Can Hazel do this? If so it would save a manual step in my workflow that is tedious - particularly if there are multiple such files appearing at once (which there often are).

Having had Hazel for a few years this is actually my first practical use case. Shame on me. :slight_smile:

A few clarifications that could affect how you might do this.

Are you saying that the files to be renamed by Hazel are always in sub folders of ~/Documents/Customers/?

  • Is y the file extension or is it part of the base file name and there is a further extension of some sort?

Good questions.

  1. It is always a subfolder of ~/Documents/Customers/ but for different customers the next one will obviously be varying.

  2. The y is the extension. Generally it is csv but sometimes I might want to rename .SCRIPTR to .csv. (That would be a stretch objective.)

Let’s create three rules in Hazel for the ~\Documents\Customer\ folder.

RULE #1: Base Rename

Use Hazel’s pattern matching and custom text match items to match the three file name parts separated by periods. The examples are identically defined alphanumeric parts, so I’ve applied explicit alphanumeric matches.

The rule drops the first and second custom parts and simply outputs the third and the extension.

RULE #2: Rename SCRIPTR Files

This rule simply renames *.SCRIPTR files to *.csv.

This rule will run after the first rule due to the sequencing of the rules.

RULE #3: Go into Sub Folders

This rule matches all folders and runs the group of rules against them.

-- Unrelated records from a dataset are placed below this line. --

//! # Candidate clustering
//!
//! One sub-module per SV class turns a chromosome's sorted signature stream
//! into [`Candidate`] records: position-gap clustering with per-class
//! refinements (length similarity for INS/DEL, interval overlap for DUP/INV,
//! breakend-form agreement for TRA).
pub mod dup;
pub mod indel;
pub mod inv;
pub mod tra;

use crate::{
    signature::{BndForm, StrandPair, SvType},
    utils,
};

/// A clustered SV candidate awaiting genotyping.
#[derive(Debug, Clone, PartialEq)]
pub struct Candidate {
    pub chrom: String,
    pub sv_type: SvType,
    pub pos: i64,
    pub len: i64,
    /// Distinct supporting read tags, sorted.
    pub support: Vec<String>,
    pub cipos: String,
    pub cilen: String,
    /// Representative inserted sequence (INS only).
    pub seq: Option<String>,
    /// Junction orientation (INV only).
    pub strands: Option<StrandPair>,
    /// Mate breakend (TRA only): form, partner chromosome, partner position.
    pub mate: Option<(BndForm, String, i64)>,
}

/// Supporting read sets above this size are thinned.
const READ_CAP: usize = 500;

/// Distinct supporting read tags in sorted order.
pub(crate) fn distinct_reads<'a>(tags: impl Iterator<Item = &'a str>) -> Vec<String> {
    let mut reads: Vec<String> = tags.map(str::to_string).collect();
    reads.sort();
    reads.dedup();
    reads
}

/// Thin an oversized supporting set, keeping every `ceil(1/ratio)`-th tag of
/// the sorted list. A ratio of 1 keeps everything.
pub(crate) fn thin_reads(mut reads: Vec<String>, remain_reads_ratio: f64) -> Vec<String> {
    if reads.len() > READ_CAP && remain_reads_ratio > 0.0 {
        let step = (1.0 / remain_reads_ratio).ceil() as usize;
        if step > 1 {
            reads = reads.into_iter().step_by(step).collect();
        }
    }
    reads
}

/// `1.96·σ/√n` confidence radius, formatted `-X,X`.
pub(crate) fn confidence_interval(values: &[i64]) -> String {
    let radius = (1.96 * utils::std_dev(values) / (values.len() as f64).sqrt()) as i64;
    format!("-{radius},{radius}")
}

#[cfg(test)]
mod tests {
    use super::*;

    #[test]
    fn confidence_interval_of_identical_positions_is_zero() {
        assert_eq!(confidence_interval(&[100, 100, 100]), "-0,0");
    }

    #[test]
    fn thinning_only_kicks_in_above_the_cap() {
        let reads: Vec<String> = (0..600).map(|i| format!("r{i:03}:")).collect();
        let kept = thin_reads(reads.clone(), 0.5);
        assert_eq!(kept.len(), 300);
        assert_eq!(kept[0], "r000:");
        assert_eq!(kept[1], "r002:");

        let small: Vec<String> = reads[..100].to_vec();
        assert_eq!(thin_reads(small.clone(), 0.5), small);
    }
}
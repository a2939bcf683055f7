//! # INS/DEL resolution
//!
//! Signatures arrive sorted by position. A coarse pass groups them while the
//! gap between neighbours stays within `max_cluster_bias`; each group is then
//! subdivided on length similarity, because one locus can carry alleles of
//! clearly different sizes.
use crate::{
    signature::SvType,
    utils,
};

use super::{confidence_interval, distinct_reads, thin_reads, Candidate};

/// One INS or DEL signature restricted to a `(chromosome, type)` task.
#[derive(Debug, Clone, PartialEq)]
pub struct IndelSig {
    pub pos: i64,
    pub len: i64,
    pub read: String,
    /// Inserted sequence; empty for deletions.
    pub seq: String,
}

#[derive(Debug, Clone)]
pub struct IndelParams {
    pub min_support: usize,
    pub max_cluster_bias: i64,
    /// Two signatures share a sub-cluster when `min/max >= 1 - ratio`.
    pub diff_ratio_merging: f64,
    pub remain_reads_ratio: f64,
}

/// Cluster a chromosome's position-sorted INS or DEL signatures.
pub fn cluster(sigs: &[IndelSig], chrom: &str, sv_type: SvType, params: &IndelParams) -> Vec<Candidate> {
    let mut out = Vec::new();
    let mut block_start = 0;
    for i in 1..=sigs.len() {
        let flush = i == sigs.len() || sigs[i].pos - sigs[i - 1].pos > params.max_cluster_bias;
        if flush {
            split_by_length(&sigs[block_start..i], chrom, sv_type, params, &mut out);
            block_start = i;
        }
    }
    out
}

/// Subdivide one positional block on length similarity. Members are chained
/// in length-sorted order: a signature joins the open sub-cluster when it is
/// similar enough to the previously added (next-shorter) one.
fn split_by_length(
    block: &[IndelSig],
    chrom: &str,
    sv_type: SvType,
    params: &IndelParams,
    out: &mut Vec<Candidate>,
) {
    if block.is_empty() {
        return;
    }
    let mut order: Vec<usize> = (0..block.len()).collect();
    order.sort_by_key(|&i| (block[i].len, i));

    let mut sub: Vec<usize> = vec![order[0]];
    for &i in &order[1..] {
        let prev = block[sub[sub.len() - 1]].len;
        let len = block[i].len;
        let similar =
            prev.min(len) as f64 / prev.max(len) as f64 >= 1.0 - params.diff_ratio_merging;
        if similar {
            sub.push(i);
        } else {
            emit(&sub, block, chrom, sv_type, params, out);
            sub = vec![i];
        }
    }
    emit(&sub, block, chrom, sv_type, params, out);
}

fn emit(
    members: &[usize],
    block: &[IndelSig],
    chrom: &str,
    sv_type: SvType,
    params: &IndelParams,
    out: &mut Vec<Candidate>,
) {
    let reads = distinct_reads(members.iter().map(|&i| block[i].read.as_str()));
    if reads.len() < params.min_support {
        return;
    }
    let support = thin_reads(reads, params.remain_reads_ratio);

    // restore positional order within the sub-cluster
    let mut members: Vec<usize> = members.to_vec();
    members.sort();

    let positions: Vec<i64> = members.iter().map(|&i| block[i].pos).collect();
    let mut lens: Vec<i64> = members.iter().map(|&i| block[i].len).collect();
    lens.sort();
    let median_len = utils::median_of_sorted(&lens);

    let seq = match sv_type {
        SvType::Ins => members
            .iter()
            .map(|&i| &block[i])
            .min_by_key(|s| (s.len - median_len).abs())
            .map(|s| s.seq.clone()),
        _ => None,
    };

    out.push(Candidate {
        chrom: chrom.to_string(),
        sv_type,
        pos: utils::floor_mean(&positions),
        len: median_len,
        support,
        cipos: confidence_interval(&positions),
        cilen: confidence_interval(&lens),
        seq,
        strands: None,
        mate: None,
    });
}

#[cfg(test)]
mod tests {
    use super::*;

    fn sig(pos: i64, len: i64, read: &str) -> IndelSig {
        IndelSig {
            pos,
            len,
            read: read.to_string(),
            seq: String::new(),
        }
    }

    fn params(min_support: usize) -> IndelParams {
        IndelParams {
            min_support,
            max_cluster_bias: 200,
            diff_ratio_merging: 0.5,
            remain_reads_ratio: 1.0,
        }
    }

    #[test]
    fn two_agreeing_deletions_make_one_candidate() {
        let sigs = vec![sig(1000, 60, "r1:"), sig(1000, 60, "r2:")];
        let cands = cluster(&sigs, "chr1", SvType::Del, &params(2));
        assert_eq!(cands.len(), 1);
        let c = &cands[0];
        assert_eq!((c.pos, c.len), (1000, 60));
        assert_eq!(c.support, vec!["r1:".to_string(), "r2:".to_string()]);
        assert_eq!(c.cipos, "-0,0");
        assert_eq!(c.cilen, "-0,0");
    }

    #[test]
    fn support_below_threshold_is_dropped() {
        let sigs = vec![sig(1000, 60, "r1:")];
        assert!(cluster(&sigs, "chr1", SvType::Del, &params(2)).is_empty());
    }

    #[test]
    fn one_read_with_two_signatures_counts_once() {
        let sigs = vec![sig(1000, 60, "r1:"), sig(1010, 60, "r1:")];
        assert!(cluster(&sigs, "chr1", SvType::Del, &params(2)).is_empty());
    }

    #[test]
    fn distant_blocks_stay_separate() {
        let sigs = vec![
            sig(1000, 60, "r1:"),
            sig(1020, 60, "r2:"),
            sig(9000, 60, "r3:"),
            sig(9010, 60, "r4:"),
        ];
        let cands = cluster(&sigs, "chr1", SvType::Del, &params(2));
        assert_eq!(cands.len(), 2);
        assert_eq!(cands[0].pos, 1010);
        assert_eq!(cands[1].pos, 9005);
    }

    #[test]
    fn dissimilar_lengths_split_within_a_block() {
        let sigs = vec![
            sig(1000, 60, "r1:"),
            sig(1005, 62, "r2:"),
            sig(1010, 400, "r3:"),
            sig(1015, 410, "r4:"),
        ];
        let cands = cluster(&sigs, "chr1", SvType::Del, &params(2));
        assert_eq!(cands.len(), 2);
        assert_eq!(cands[0].len, 61);
        assert_eq!(cands[1].len, 405);
    }

    #[test]
    fn representative_sequence_is_nearest_to_the_median_length() {
        let sigs = vec![
            IndelSig { pos: 1000, len: 90, read: "r1:".into(), seq: "A".repeat(90) },
            IndelSig { pos: 1002, len: 100, read: "r2:".into(), seq: "C".repeat(100) },
            IndelSig { pos: 1004, len: 130, read: "r3:".into(), seq: "G".repeat(130) },
        ];
        let cands = cluster(&sigs, "chr1", SvType::Ins, &params(3));
        assert_eq!(cands.len(), 1);
        assert_eq!(cands[0].len, 100);
        assert_eq!(cands[0].seq.as_deref(), Some("C".repeat(100).as_str()));
    }
}
//! Chassis-level identifiers: technology lineage, shape, weight class and
//! special movement systems.

use serde::{Deserialize, Serialize};

use crate::error::{ConstructionError, Result};

/// Technology lineage a unit is built from.
#[derive(Debug, Clone, Copy, PartialEq, Eq, Hash, Default, Serialize, Deserialize)]
pub enum TechBase {
    /// The common lineage.
    #[default]
    Inner,
    /// The rarer lineage. Carries a cost surcharge.
    Outer,
}

impl TechBase {
    /// Table index for per-lineage tables.
    #[must_use]
    pub const fn index(self) -> usize {
        match self {
            Self::Inner => 0,
            Self::Outer => 1,
        }
    }

    /// Get the display name for this lineage.
    #[must_use]
    pub const fn display_name(self) -> &'static str {
        match self {
            Self::Inner => "Inner",
            Self::Outer => "Outer",
        }
    }
}

/// Body plan of the trooper suit.
#[derive(Debug, Clone, Copy, PartialEq, Eq, Hash, Default, Serialize, Deserialize)]
pub enum ChassisShape {
    /// Two legs, two arms. Three mounting locations.
    #[default]
    Biped,
    /// Four legs, no arms. Everything is mounted in the torso.
    Quad,
}

impl ChassisShape {
    /// Minimum legal ground MP; movement beyond this is paid for.
    #[must_use]
    pub const fn baseline_mp(self) -> u32 {
        match self {
            Self::Biped => 1,
            Self::Quad => 2,
        }
    }

    /// Get the display name for this shape.
    #[must_use]
    pub const fn display_name(self) -> &'static str {
        match self {
            Self::Biped => "Biped",
            Self::Quad => "Quad",
        }
    }
}

/// Five ordinal size tiers. The ordinal indexes every weight-dependent table.
#[derive(Debug, Clone, Copy, PartialEq, Eq, PartialOrd, Ord, Hash, Default, Serialize, Deserialize)]
pub enum WeightClass {
    /// Powered armor, light. Not available to quads.
    Minimal,
    /// Light class.
    Light,
    /// Medium class.
    #[default]
    Medium,
    /// Heavy class.
    Heavy,
    /// Assault class.
    Assault,
}

impl WeightClass {
    /// All weight classes in ordinal order.
    pub const ALL: [Self; 5] = [
        Self::Minimal,
        Self::Light,
        Self::Medium,
        Self::Heavy,
        Self::Assault,
    ];

    /// Ordinal of this class (0..=4).
    #[must_use]
    pub const fn index(self) -> usize {
        self as usize
    }

    /// Convert an ordinal back into a class.
    ///
    /// # Errors
    ///
    /// Returns [`ConstructionError::InvariantViolation`] for ordinals above 4.
    pub fn from_index(index: u8) -> Result<Self> {
        Self::ALL
            .get(index as usize)
            .copied()
            .ok_or_else(|| ConstructionError::out_of_range("weight class", index))
    }

    /// Get the display name for this class.
    #[must_use]
    pub const fn display_name(self) -> &'static str {
        match self {
            Self::Minimal => "Minimal",
            Self::Light => "Light",
            Self::Medium => "Medium",
            Self::Heavy => "Heavy",
            Self::Assault => "Assault",
        }
    }
}

/// Movement system used in addition to ground movement.
#[derive(Debug, Clone, Copy, PartialEq, Eq, Hash, Default, Serialize, Deserialize)]
pub enum SpecialMovement {
    /// Jump jets.
    #[default]
    Jump,
    /// Rotor or ducted-fan flight.
    Vtol,
    /// Underwater maneuvering units.
    Underwater,
}

impl SpecialMovement {
    /// Row index into the 3x5 special movement tables.
    #[must_use]
    pub const fn index(self) -> usize {
        match self {
            Self::Jump => 0,
            Self::Vtol => 1,
            Self::Underwater => 2,
        }
    }

    /// Get the display name for this movement system.
    #[must_use]
    pub const fn display_name(self) -> &'static str {
        match self {
            Self::Jump => "Jump",
            Self::Vtol => "VTOL",
            Self::Underwater => "UMU",
        }
    }
}

/// Which limb a manipulator is fitted to.
#[derive(Debug, Clone, Copy, PartialEq, Eq, Hash, Serialize, Deserialize)]
pub enum Side {
    /// Left arm.
    Left,
    /// Right arm.
    Right,
}
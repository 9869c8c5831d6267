//! # Armorsmith Core
//!
//! Construction rules engine for powered-armor squads.
//!
//! A player edits a [`config::Configuration`] one [`config::Edit`] at a
//! time. After every edit the engine recomputes mass and slot budgets,
//! checks legality and rescores the squad. A legal configuration can be
//! committed into a [`export::UnitRecord`] for the rest of the application.
//!
//! This crate is pure and synchronous. The only IO lives in
//! [`collaborators::FileUnitStore`].
//!
//! ## Crate Structure
//!
//! - [`chassis`] - Tech base, body plan, weight class and movement kinds
//! - [`tables`] - Fixed mass, price, armor and manipulator tables
//! - [`catalog`] - Equipment catalog and conflict tags
//! - [`config`] - Configuration state and edits
//! - [`budget`] - Mass and slot budgets
//! - [`validate`] - Legality rules
//! - [`scoring`] - Combat value and price
//! - [`export`] - Unit records
//! - [`preview`] - Live preview and commit
//! - [`session`] - Per-designer facade
//! - [`collaborators`] - Roster, persistence and transport seams
//! - [`data`] - RON design sheets

#![forbid(unsafe_code)]
#![warn(missing_docs)]
#![warn(clippy::all, clippy::pedantic)]

pub mod budget;
pub mod catalog;
pub mod chassis;
pub mod collaborators;
pub mod config;
pub mod data;
pub mod error;
pub mod export;
pub mod preview;
pub mod scoring;
pub mod session;
pub mod tables;
pub mod validate;

/// Re-export commonly used types
pub mod prelude {
    pub use crate::catalog::{
        ConflictTags, EquipmentCatalog, EquipmentDefinition, EquipmentId, InternalType, Location,
        MountRestriction, TechRestriction,
    };
    pub use crate::chassis::{ChassisShape, Side, SpecialMovement, TechBase, WeightClass};
    pub use crate::collaborators::{
        ChannelTransport, FileUnitStore, PersistenceError, PlayerId, PlayerRoster, StaticRoster,
        UnitStore, UnitTransport,
    };
    pub use crate::config::{Configuration, Edit};
    pub use crate::data::DesignSheet;
    pub use crate::error::{ConstructionError, Result};
    pub use crate::export::{MountedSystem, UnitRecord};
    pub use crate::preview::{commit, on_edit, preview, PreviewSnapshot};
    pub use crate::scoring::{OffensiveRating, Scores};
    pub use crate::session::ConstructionSession;
    pub use crate::tables::{ArmorTypeId, ManipulatorId};
    pub use crate::validate::{validate, Validity};
}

This in effect gives the rule set a recursive folder action where it applies the rules to all sub-folders of the Customers directory.

In effect rules 1 and 2 are run against every older in the tree beneath Customers.

You can either build the rules yourself, or download and examine my test set.

I gave it some quick testing and it seemed to work as I expected, but if you examine the rules, backup your data and then give it a test, hopefully it’ll do what you are after.

Hope that helps.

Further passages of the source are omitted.